[EXERCISE PROMPT]: Copy the records. Keep every line exactly as it is.

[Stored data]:
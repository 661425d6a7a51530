//! Per-kind rules for deriving endpoints from Kubernetes objects
//!
//! Each kind is described by a [`Definition`]: a table of functions that
//! select objects, extract their URL, and apply kind-specific defaults. A
//! [`Handler`] evaluates a definition against objects on behalf of a
//! controller.

use crate::{config::Config, endpoint::Endpoint};
use kube::{
    api::DynamicObject,
    core::{ApiResource, Resource},
};
use serde::de::DeserializeOwned;
use std::fmt;

mod handler;
pub mod httproute;
pub mod ingress;
pub mod ingressroute;
pub mod service;

pub use self::handler::Handler;

/// The condition applied to HTTP endpoints by default
pub const STATUS_OK: &str = "[STATUS] == 200";

/// The condition applied to TCP endpoints by default
pub const CONNECTED: &str = "[CONNECTED] == true";

/// Describes how objects of one kind become endpoints
///
/// Optional entries that are absent leave the corresponding step a no-op.
pub struct Definition<K> {
    pub resource: ApiResource,

    /// Decodes a watched object into its typed form.
    pub convert: fn(DynamicObject) -> Result<K, ConversionError>,

    /// Whether objects of this kind are monitored without any annotation.
    pub auto_enabled: fn(&Config) -> bool,

    /// Rejects objects that are out of scope, e.g. attached to another
    /// gateway.
    pub filter: Option<fn(&K, &Config) -> bool>,

    /// Returns the URL to monitor, or an empty string if there is none.
    pub extract_url: Option<fn(&K) -> String>,

    pub assign_conditions: Option<fn(&Config, &K, &mut Endpoint)>,

    /// Rewrites the endpoint into a DNS resolution probe.
    pub apply_guarded: Option<fn(&K, &mut Endpoint)>,

    /// The group used when `--auto-group` is set.
    pub group: Option<fn(&K) -> Option<String>>,

    /// Locates the object whose annotations this object inherits.
    pub parent: Option<fn(&K) -> Option<ParentRef>>,
}

/// Refers to an object whose annotations are inherited
#[derive(Clone, Debug, PartialEq, Eq)]
pub struct ParentRef {
    pub resource: ApiResource,

    /// Unset for cluster-scoped parents.
    pub namespace: Option<String>,

    pub name: String,
}

/// Indicates that a watched object could not be decoded
#[derive(Debug, thiserror::Error)]
#[error("failed to decode {kind}: {source}")]
pub struct ConversionError {
    kind: String,
    #[source]
    source: serde_json::Error,
}

/// Decodes a dynamic object into a typed resource.
pub fn convert<K>(obj: DynamicObject) -> Result<K, ConversionError>
where
    K: Resource<DynamicType = ()> + DeserializeOwned,
{
    serde_json::to_value(obj)
        .and_then(serde_json::from_value)
        .map_err(|source| ConversionError {
            kind: K::kind(&()).into_owned(),
            source,
        })
}

/// Builds the API description of a resource.
pub fn api_resource(group: &str, version: &str, kind: &str, plural: &str) -> ApiResource {
    let api_version = if group.is_empty() {
        version.to_string()
    } else {
        format!("{group}/{version}")
    };
    ApiResource {
        group: group.to_string(),
        version: version.to_string(),
        api_version,
        kind: kind.to_string(),
        plural: plural.to_string(),
    }
}

/// Turns an endpoint into a DNS probe of `host` against a public resolver.
///
/// The probe succeeds when the name resolves; the response body is the
/// resolved address set.
pub(crate) fn apply_dns_probe(host: &str, ep: &mut Endpoint) {
    ep.url = "1.1.1.1".to_string();
    ep.dns.insert("query-name".into(), host.into());
    ep.dns.insert("query-type".into(), "A".into());
    ep.conditions = vec!["len([BODY]) == 0".to_string()];
}

// === impl Definition ===

impl<K> Definition<K> {
    /// Returns a definition with no optional behavior.
    pub fn new(
        resource: ApiResource,
        convert: fn(DynamicObject) -> Result<K, ConversionError>,
        auto_enabled: fn(&Config) -> bool,
    ) -> Self {
        Self {
            resource,
            convert,
            auto_enabled,
            filter: None,
            extract_url: None,
            assign_conditions: None,
            apply_guarded: None,
            group: None,
            parent: None,
        }
    }
}

impl<K> fmt::Debug for Definition<K> {
    fn fmt(&self, f: &mut fmt::Formatter<'_>) -> fmt::Result {
        f.debug_struct("Definition")
            .field("resource", &self.resource.plural)
            .field("filter", &self.filter.is_some())
            .field("apply_guarded", &self.apply_guarded.is_some())
            .field("parent", &self.parent.is_some())
            .finish_non_exhaustive()
    }
}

[OUTPUT]:
repository 661425d6a7a51530
//! Per-kind rules for deriving endpoints from Kubernetes objects
//!
//! Each kind is described by a [`Definition`]: a table of functions that
//! select objects, extract their URL, and apply kind-specific defaults. A
//! [`Handler`] evaluates a definition against objects on behalf of a
//! controller.

use crate::{config::Config, endpoint::Endpoint};
use kube::{
    api::DynamicObject,
    core::{ApiResource, Resource},
};
use serde::de::DeserializeOwned;
use std::fmt;

mod handler;
pub mod httproute;
pub mod ingress;
pub mod ingressroute;
pub mod service;

pub use self::handler::Handler;

/// The condition applied to HTTP endpoints by default
pub const STATUS_OK: &str = "[STATUS] == 200";

/// The condition applied to TCP endpoints by default
pub const CONNECTED: &str = "[CONNECTED] == true";

/// Describes how objects of one kind become endpoints
///
/// Optional entries that are absent leave the corresponding step a no-op.
pub struct Definition<K> {
    pub resource: ApiResource,

    /// Decodes a watched object into its typed form.
    pub convert: fn(DynamicObject) -> Result<K, ConversionError>,

    /// Whether objects of this kind are monitored without any annotation.
    pub auto_enabled: fn(&Config) -> bool,

    /// Rejects objects that are out of scope, e.g. attached to another
    /// gateway.
    pub filter: Option<fn(&K, &Config) -> bool>,

    /// Returns the URL to monitor, or an empty string if there is none.
    pub extract_url: Option<fn(&K) -> String>,

    pub assign_conditions: Option<fn(&Config, &K, &mut Endpoint)>,

    /// Rewrites the endpoint into a DNS resolution probe.
    pub apply_guarded: Option<fn(&K, &mut Endpoint)>,

    /// The group used when `--auto-group` is set.
    pub group: Option<fn(&K) -> Option<String>>,

    /// Locates the object whose annotations this object inherits.
    pub parent: Option<fn(&K) -> Option<ParentRef>>,
}

/// Refers to an object whose annotations are inherited
#[derive(Clone, Debug, PartialEq, Eq)]
pub struct ParentRef {
    pub resource: ApiResource,

    /// Unset for cluster-scoped parents.
    pub namespace: Option<String>,

    pub name: String,
}

/// Indicates that a watched object could not be decoded
#[derive(Debug, thiserror::Error)]
#[error("failed to decode {kind}: {source}")]
pub struct ConversionError {
    kind: String,
    #[source]
    source: serde_json::Error,
}

/// Decodes a dynamic object into a typed resource.
pub fn convert<K>(obj: DynamicObject) -> Result<K, ConversionError>
where
    K: Resource<DynamicType = ()> + DeserializeOwned,
{
    serde_json::to_value(obj)
        .and_then(serde_json::from_value)
        .map_err(|source| ConversionError {
            kind: K::kind(&()).into_owned(),
            source,
        })
}

/// Builds the API description of a resource.
pub fn api_resource(group: &str, version: &str, kind: &str, plural: &str) -> ApiResource {
    let api_version = if group.is_empty() {
        version.to_string()
    } else {
        format!("{group}/{version}")
    };
    ApiResource {
        group: group.to_string(),
        version: version.to_string(),
        api_version,
        kind: kind.to_string(),
        plural: plural.to_string(),
    }
}

/// Turns an endpoint into a DNS probe of `host` against a public resolver.
///
/// The probe succeeds when the name resolves; the response body is the
/// resolved address set.
pub(crate) fn apply_dns_probe(host: &str, ep: &mut Endpoint) {
    ep.url = "1.1.1.1".to_string();
    ep.dns.insert("query-name".into(), host.into());
    ep.dns.insert("query-type".into(), "A".into());
    ep.conditions = vec!["len([BODY]) == 0".to_string()];
}

// === impl Definition ===

impl<K> Definition<K> {
    /// Returns a definition with no optional behavior.
    pub fn new(
        resource: ApiResource,
        convert: fn(DynamicObject) -> Result<K, ConversionError>,
        auto_enabled: fn(&Config) -> bool,
    ) -> Self {
        Self {
            resource,
            convert,
            auto_enabled,
            filter: None,
            extract_url: None,
            assign_conditions: None,
            apply_guarded: None,
            group: None,
            parent: None,
        }
    }
}

impl<K> fmt::Debug for Definition<K> {
    fn fmt(&self, f: &mut fmt::Formatter<'_>) -> fmt::Result {
        f.debug_struct("Definition")
            .field("resource", &self.resource.plural)
            .field("filter", &self.filter.is_some())
            .field("apply_guarded", &self.apply_guarded.is_some())
            .field("parent", &self.parent.is_some())
            .finish_non_exhaustive()
    }
}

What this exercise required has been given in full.